Intrathoracic manifestation of Behcet's disease consist mainly of thromboembolism
of the superior vena cava and/or other mediastinal veins; aneurysm of aorta
and pulmonary arteries; pulmonary infarct and hemorrhage; pleural effusion;
and, rarely, myocardial or pericardial involvement, cor pulmonale, and
mediastinal or hilar lymphadenopathy.
Chest radiography is the best diagnostic method
for evaluating thoracic involvement in Behcet's disease, and shows mediastinal
widening, air-space consolidation, and lung mass. Sudden hilar enlargement
or intraparenchymal round opacities is a sign of pulmonary artery aneurysm.
CT scan shows that that mediastinal widening was due to
thrombosis or narrowing of the superior vena cava which caused mediastinal
edema; that air-space consolidation was due to pulmonary hemorrhage or
infarction; and that lung mass was due to aneurysm of the right or left
pulmonary artery. They may recur, progress, or resolve, either spontaneously,
within a few weeks to several months, or with corticosteroid therapy.

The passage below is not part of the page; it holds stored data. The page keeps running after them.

//! Reconciliation report DTOs

use serde::{Deserialize, Serialize};
use utoipa::ToSchema;

use crate::application::services::{
    OverdueBookingReport, StuckTransactionReport, UsedSwapMismatch, UsedSwapReport,
};
use crate::interfaces::http::modules::bookings::BookingDto;
use crate::interfaces::http::modules::transactions::TransactionDto;

#[derive(Debug, Serialize, Deserialize, ToSchema)]
pub struct ExpiryReportDto {
    /// Subscriptions moved to EXPIRED by this run
    pub expired: u64,
}

#[derive(Debug, Serialize, Deserialize, ToSchema)]
pub struct StuckReportDto {
    pub threshold_minutes: i64,
    pub transactions: Vec<TransactionDto>,
}

impl From<StuckTransactionReport> for StuckReportDto {
    fn from(r: StuckTransactionReport) -> Self {
        Self {
            threshold_minutes: r.threshold_minutes,
            transactions: r.transactions.into_iter().map(TransactionDto::from).collect(),
        }
    }
}

#[derive(Debug, Serialize, Deserialize, ToSchema)]
pub struct OverdueReportDto {
    pub overdue: Vec<BookingDto>,
    /// Ids cancelled by this run (auto-cancel only)
    pub auto_cancelled: Vec<i32>,
}

impl From<OverdueBookingReport> for OverdueReportDto {
    fn from(r: OverdueBookingReport) -> Self {
        Self {
            overdue: r.overdue.into_iter().map(BookingDto::from).collect(),
            auto_cancelled: r.auto_cancelled,
        }
    }
}

#[derive(Debug, Serialize, Deserialize, ToSchema)]
pub struct UsedSwapMismatchDto {
    pub subscription_id: i32,
    pub user_id: String,
    pub recorded_used_swaps: i32,
    pub successful_transactions: u64,
}

impl From<UsedSwapMismatch> for UsedSwapMismatchDto {
    fn from(m: UsedSwapMismatch) -> Self {
        Self {
            subscription_id: m.subscription_id,
            user_id: m.user_id,
            recorded_used_swaps: m.recorded_used_swaps,
            successful_transactions: m.successful_transactions,
        }
    }
}

#[derive(Debug, Serialize, Deserialize, ToSchema)]
pub struct UsedSwapReportDto {
    pub checked: u64,
    pub mismatches: Vec<UsedSwapMismatchDto>,
}

impl From<UsedSwapReport> for UsedSwapReportDto {
    fn from(r: UsedSwapReport) -> Self {
        Self {
            checked: r.checked,
            mismatches: r.mismatches.into_iter().map(UsedSwapMismatchDto::from).collect(),
        }
    }
}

Although
no comparative studies are available, CT and MR angiography appear to be
imaging techniques of choice for evaluating vascular involvement. CT also
can demonstrate pulmonary parenchymal changes such as air-space nodules,
cavities, and mosaic areas of lung attenuation.
Recently, helical CT findings of pulmonary artery aneurysms during
treatment for Behcet¢®?s disease were reported. Pulmonary artery aneurysms
may become smaller or disappear with medical treatment. Mural thrombotic
changes may be observed during the regression of pulmonary artery aneurysms.
Perianeurysmal consolidation and
air-space nodules, and mosaic attenuation areas may disappear during
or after treatment.
Differential diagosis includes Hughes-Stovin syndrome
that has indentical histologic and clinical features except for oral and
genital ulcers. Both Reiter's syndrome and relapsing polychondritis may
complicated by aortitis and aortic aneurysms with some overlapping clinical
features. Arterial narrowings and occlusions, producing symptoms
of vascular insufficiencies in Behcet's disease, may clinically mimic
Takayasu's arteritis.
References
1. Tunaci A, Berkmen YM, Gokmen E. Thoracic involvement in Behcet's
disease: pathologic, clinical, and imaging
features. AJR 1995;164:51-56.
2. Tunaci M, Ozkorkmaz B, Tunaci A, Gul A, Engin G, Acunas B. CT findings
of pulmonary artery aneurysms during treatment for Behcet's disease. AJR
1999;172:729-33.
3. Ahn JM, Im JG, Ryoo JW, et al. Thoracic manifestations of Behcet
syndrome: radiographic and CT findings in nine patients. Radiology 1995;194:199-203.